Next: Scaling Up to Team-level Up: A Layered Approach to Previous: Learning a Low-level Skill

Learning a Higher-level Decision

Once young soccer players have learned how to control the ball, they are ready to use their skills to start learning how to make decisions on the field and playing as part of a team. Similarly, our clients can use their learned ball-interception skill to exhibit a more complex behavior: passing. Passing requires action by two different clients. A passer must kick the ball towards the receiver, who must collect the ball. Since the receiver's task is identical to that of the defender in the previous section, the clients can (and do) use the same trained NN.

Although the execution of a pass in the open field is not difficult given the receiver's ball-interception skill, it becomes more complicated in the presence of defenders. If in the proper position, a defender (also equipped with the same ball-interception skill) may be able to intercept the ball before it reaches the receiver. Thus, the passer is faced with the task of assessing the likelihood that a pass to a particular receiver will succeed.

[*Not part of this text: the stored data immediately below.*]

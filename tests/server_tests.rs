mod common;

use std::sync::Arc;

use axum::body::{to_bytes, Body};
use axum::http::{Request, StatusCode};
use tower::ServiceExt;

use common::{post_body, server_config, FakeClient, SERVER_KEY};
use copygen::pipeline::Pipeline;
use copygen::server::router;

const PATH: &str = "/.netlify/functions/generate-content";

fn app(client: FakeClient) -> axum::Router
{   let pipeline = Pipeline::new(server_config(Some(SERVER_KEY)), client);
    router(Arc::new(pipeline), PATH)
}

fn assert_cors(headers: &axum::http::HeaderMap)
{   assert_eq!(headers["access-control-allow-origin"], "*");
    assert_eq!(headers["access-control-allow-headers"], "Content-Type");
    assert_eq!(headers["access-control-allow-methods"], "POST, OPTIONS");
    assert_eq!(headers["content-type"], "application/json");
}

#[tokio::test]
async fn test_preflight_has_cors_and_empty_body()
{   let response = app(FakeClient::ok("{}"))
      .oneshot(
        Request::builder()
          .method("OPTIONS")
          .uri(PATH)
          .body(Body::from("garbage"))
          .unwrap()
      )
      .await
      .unwrap();

    assert_eq!(response.status(), StatusCode::OK);
    assert_cors(response.headers());
    let body = to_bytes(response.into_body(), usize::MAX).await.unwrap();
    assert!(body.is_empty());
}

#[tokio::test]
async fn test_post_passes_provider_body_through()
{   let provider_body = r#"{"content":[{"type":"text","text":"copy"}]}"#;
    let response = app(FakeClient::ok(provider_body))
      .oneshot(
        Request::builder()
          .method("POST")
          .uri(PATH)
          .header("content-type", "application/json")
          .body(Body::from(post_body("A mug")))
          .unwrap()
      )
      .await
      .unwrap();

    assert_eq!(response.status(), StatusCode::OK);
    assert_cors(response.headers());
    let body = to_bytes(response.into_body(), usize::MAX).await.unwrap();
    assert_eq!(&body[..], provider_body.as_bytes());
}

#[tokio::test]
async fn test_errors_carry_cors_headers()
{   let response = app(FakeClient::ok("{}"))
      .oneshot(
        Request::builder()
          .method("GET")
          .uri(PATH)
          .body(Body::empty())
          .unwrap()
      )
      .await
      .unwrap();

    assert_eq!(response.status(), StatusCode::METHOD_NOT_ALLOWED);
    assert_cors(response.headers());
    let body = to_bytes(response.into_body(), usize::MAX).await.unwrap();
    let json: serde_json::Value = serde_json::from_slice(&body).unwrap();
    assert_eq!(json["error"], "Method not allowed");
}

#[tokio::test]
async fn test_provider_failure_maps_to_500_envelope()
{   let client = FakeClient::http_error(529, r#"{"error":{"message":"Overloaded"}}"#);
    let response = app(client)
      .oneshot(
        Request::builder()
          .method("POST")
          .uri(PATH)
          .body(Body::from(post_body("A mug")))
          .unwrap()
      )
      .await
      .unwrap();

    assert_eq!(response.status(), StatusCode::INTERNAL_SERVER_ERROR);
    assert_cors(response.headers());
    let body = to_bytes(response.into_body(), usize::MAX).await.unwrap();
    let json: serde_json::Value = serde_json::from_slice(&body).unwrap();
    assert_eq!(json["message"], "Overloaded");
    assert!(!String::from_utf8_lossy(&body).contains(SERVER_KEY));
}

#[tokio::test]
async fn test_oversized_body_gets_json_envelope()
{   let prompt = "a".repeat(3 * 1024 * 1024);
    let client = FakeClient::ok("{}");
    let pipeline = Arc::new(Pipeline::new(server_config(Some(SERVER_KEY)), client));
    let response = router(pipeline.clone(), PATH)
      .oneshot(
        Request::builder()
          .method("POST")
          .uri(PATH)
          .body(Body::from(post_body(&prompt)))
          .unwrap()
      )
      .await
      .unwrap();

    assert_eq!(response.status(), StatusCode::BAD_REQUEST);
    assert_cors(response.headers());
    let body = to_bytes(response.into_body(), usize::MAX).await.unwrap();
    let json: serde_json::Value = serde_json::from_slice(&body).unwrap();
    assert_eq!(json["error"], "Invalid request body");
    assert_eq!(pipeline.client().call_count(), 0);
}

#[tokio::test]
async fn test_oversized_preflight_still_answers()
{   let response = app(FakeClient::ok("{}"))
      .oneshot(
        Request::builder()
          .method("OPTIONS")
          .uri(PATH)
          .body(Body::from("x".repeat(3 * 1024 * 1024)))
          .unwrap()
      )
      .await
      .unwrap();

    assert_eq!(response.status(), StatusCode::OK);
    assert_cors(response.headers());
}
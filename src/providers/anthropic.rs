use async_trait::async_trait;
use log::{debug, error, trace};
use serde::de::IgnoredAny;

use crate::config::{ApiKey, GenerationConfig};
use crate::request::{ProviderFailure, ProviderPayload, ProviderResult};

const MESSAGES_PATH: &str = "/v1/messages";

/// Client for the Anthropic Messages API
#[derive(Debug, Clone)]
pub struct AnthropicClient
{   http_client: reqwest::Client
  , api_base: String
  , api_version: String
}

impl AnthropicClient
{   pub fn new(generation: &GenerationConfig) -> Self
    {   debug!("Creating AnthropicClient for {}", generation.api_base);
        AnthropicClient
        {   http_client: reqwest::Client::new()
          , api_base: generation.api_base
              .trim_end_matches('/')
              .to_string()
          , api_version: generation.api_version.clone()
        }
    }

    fn messages_url(&self) -> String
    {   format!("{}{}", self.api_base, MESSAGES_PATH)
    }
}

#[async_trait]
impl crate::providers::ProviderClient for AnthropicClient
{   async fn send(
      &self
    , payload: &ProviderPayload
    , key: &ApiKey
    ) -> ProviderResult
    {   debug!("Sending messages request for model: {}", payload.model);

        let response = match self.http_client
          .post(self.messages_url())
          .header("x-api-key", key.expose())
          .header("anthropic-version", self.api_version.as_str())
          .header("Content-Type", "application/json")
          .json(payload)
          .send()
          .await
        {   Ok(r) => r
          , Err(e) => {
              error!("HTTP error: {}", e);
              return ProviderResult::Failure(
                ProviderFailure::Transport { detail: e.to_string() }
              );
            }
        };

        let status = response.status();
        trace!("Anthropic response status: {}", status);

        let body = match response.text().await
        {   Ok(b) => b
          , Err(e) => {
              error!("Failed reading response body: {}", e);
              return ProviderResult::Failure(
                ProviderFailure::Transport { detail: e.to_string() }
              );
            }
        };

        if !status.is_success()
        {   error!("Anthropic API error: status {}", status);
            return ProviderResult::Failure(ProviderFailure::Http
            {   status: status.as_u16()
              , raw_body: body
            });
        }

        if let Err(e) = serde_json::from_str::<IgnoredAny>(&body)
        {   error!("Parse error: {}", e);
            return ProviderResult::Failure(ProviderFailure::Parse
            {   status: status.as_u16()
              , detail: e.to_string()
            });
        }

        debug!("Anthropic returned {} bytes", body.len());
        ProviderResult::Success
        {   status: status.as_u16()
          , body
        }
    }
}
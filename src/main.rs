use std::sync::Arc;

use log::info;

use copygen::config::ProxyConfig;
use copygen::pipeline::Pipeline;
use copygen::providers::AnthropicClient;

#[tokio::main]
async fn main() -> Result<(), Box<dyn std::error::Error>>
{   env_logger::Builder::from_env(
      env_logger::Env::default().default_filter_or("info")
    ).init();

    let config = ProxyConfig::from_env()?;
    let addr = format!("{}:{}", config.server.host, config.server.port);
    let route_path = config.server.route_path.clone();

    let client = AnthropicClient::new(&config.generation);
    let pipeline = Arc::new(Pipeline::new(config, client));
    let app = copygen::server::router(pipeline, &route_path);

    let listener = tokio::net::TcpListener::bind(&addr).await?;
    info!("copygen listening on {}", addr);

    axum::serve(listener, app)
      .with_graceful_shutdown(shutdown_signal())
      .await?;

    info!("copygen shut down");
    Ok(())
}

async fn shutdown_signal()
{   if tokio::signal::ctrl_c().await.is_err()
    {   // No signal handler: run until killed
        std::future::pending::<()>().await;
    }
}
//! LLM provider implementations

use async_trait::async_trait;

use crate::config::ApiKey;
use crate::request::{ProviderPayload, ProviderResult};

pub mod anthropic;

// Re-export for convenience
pub use anthropic::AnthropicClient;

/// One outbound generation call. Implementations never retry.
#[async_trait]
pub trait ProviderClient: Send + Sync
{   async fn send(
      &self
    , payload: &ProviderPayload
    , key: &ApiKey
    ) -> ProviderResult;
}
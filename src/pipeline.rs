//! The per-request pipeline: gate, prompt, provider call, normalize

use axum::http::Method;
use log::{debug, error, info};

use crate::config::ProxyConfig;
use crate::error::Error;
use crate::gate::{self, Admission};
use crate::normalize;
use crate::prompt;
use crate::providers::ProviderClient;
use crate::request::{GenerationRequest, NormalizedResponse};

/// Status and body handed back to the HTTP layer
#[derive(Debug, Clone, PartialEq, Eq)]
pub struct Reply
{   pub status: u16
  , pub body: String
}

impl From<NormalizedResponse> for Reply
{   fn from(response: NormalizedResponse) -> Self
    {   Reply
        {   status: response.status()
          , body: response.into_body()
        }
    }
}

/// Immutable, shareable pipeline. Holds no per-request state.
pub struct Pipeline<C: ProviderClient>
{   config: ProxyConfig
  , client: C
}

impl<C: ProviderClient> Pipeline<C>
{   pub fn new(config: ProxyConfig, client: C) -> Self
    {   debug!("Creating pipeline with {:?}", config.credential_mode);
        Pipeline
        {   config
          , client
        }
    }

    pub fn client(&self) -> &C
    {   &self.client
    }

    /// Run one request end to end. Never fails: every error becomes an envelope.
    pub async fn handle(&self, method: &Method, body: &str) -> Reply
    {   let request = match gate::admit(method, body)
        {   Ok(Admission::Preflight) => {
              return Reply { status: 200, body: String::new() };
            }
          , Ok(Admission::Proceed(request)) => request
          , Err(e) => return self.reject(&e)
        };

        self.generate(&request).await.into()
    }

    /// Credential, payload, provider call and normalization for a validated request
    pub async fn generate(&self, request: &GenerationRequest)
      -> NormalizedResponse
    {   let key = match prompt::resolve_credential(
          request
        , &self.config.credential_mode
        )
        {   Ok(k) => k
          , Err(e) => {
              return normalize::from_error(&e, &self.config.errors);
            }
        };

        let payload = prompt::build_payload(
          request
        , &self.config.template
        , &self.config.generation
        );
        info!("Generating copy with model {}", payload.model);

        let result = self.client.send(&payload, &key).await;
        let response = normalize::normalize(
          result
        , &self.config.errors
        , Some(&key)
        );

        match &response
        {   NormalizedResponse::Ok { body } => {
              debug!("Generation succeeded, {} bytes", body.len());
            }
          , NormalizedResponse::Err { status, body } => {
              error!(
                "Generation failed with {}: {}"
              , status
              , body.error
              );
            }
        }
        response
    }

    /// Error envelope for a request that never reached the provider
    pub fn reject(&self, err: &Error) -> Reply
    {   debug!("Request rejected: {}", err);
        normalize::from_error(err, &self.config.errors).into()
    }
}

For example, in Figure 9 the left-most teammate may be able to receive a pass, while the two directly to the right are much less likely to be able to do so. The higher-level decision that our clients learned was whether or not to pass to a given teammate.

Just as this behavior builds upon the interception skill, higher-level behaviors can be built upon this knowledge of when a pass will succeed. Such knowledge can contribute to the decision of which player to pass to or whether to pass, dribble, or shoot.

When deciding whether or not to make a pass, the passer has many possible features of the scenario at its disposal. When many features are available, it can be very difficult to pick out the ones that are relevant for building an analytical model. Rather than going through and filtering the attributes by hand, we chose to use a learning method that is capable of determining for itself which attributes to use. In particular, we used Decision Trees (DTs).

In order to gather the training data, we again defined a constrained situation and used a coach client to monitor the trials. Since passing requires coordination of the passer and the receiver, each trial was somewhat involved:

The coach randomly placed the players (Figure 9).
The passer announced its intention to pass (Figure 9).
The receivers replied with their views of the field when ready to receive (Figure 10).
The passer chose a receiver randomly during training, or with a DT during testing (Figure 11).
The passer recorded a large number of attributes describing the trial (see below).
The passer announced who it was passing to (Figure 12).
The receiver and 4 defenders attempted to get the ball using the learned ball-interception skill (Figure 13).
The coach classified the example as a SUCCESS if the receiver managed to pass the ball back toward the passer; a FAILURE if one of the defenders cleared the ball to a side; or a MISS if the receiver and the defenders failed to intercept the ball (Figure 13).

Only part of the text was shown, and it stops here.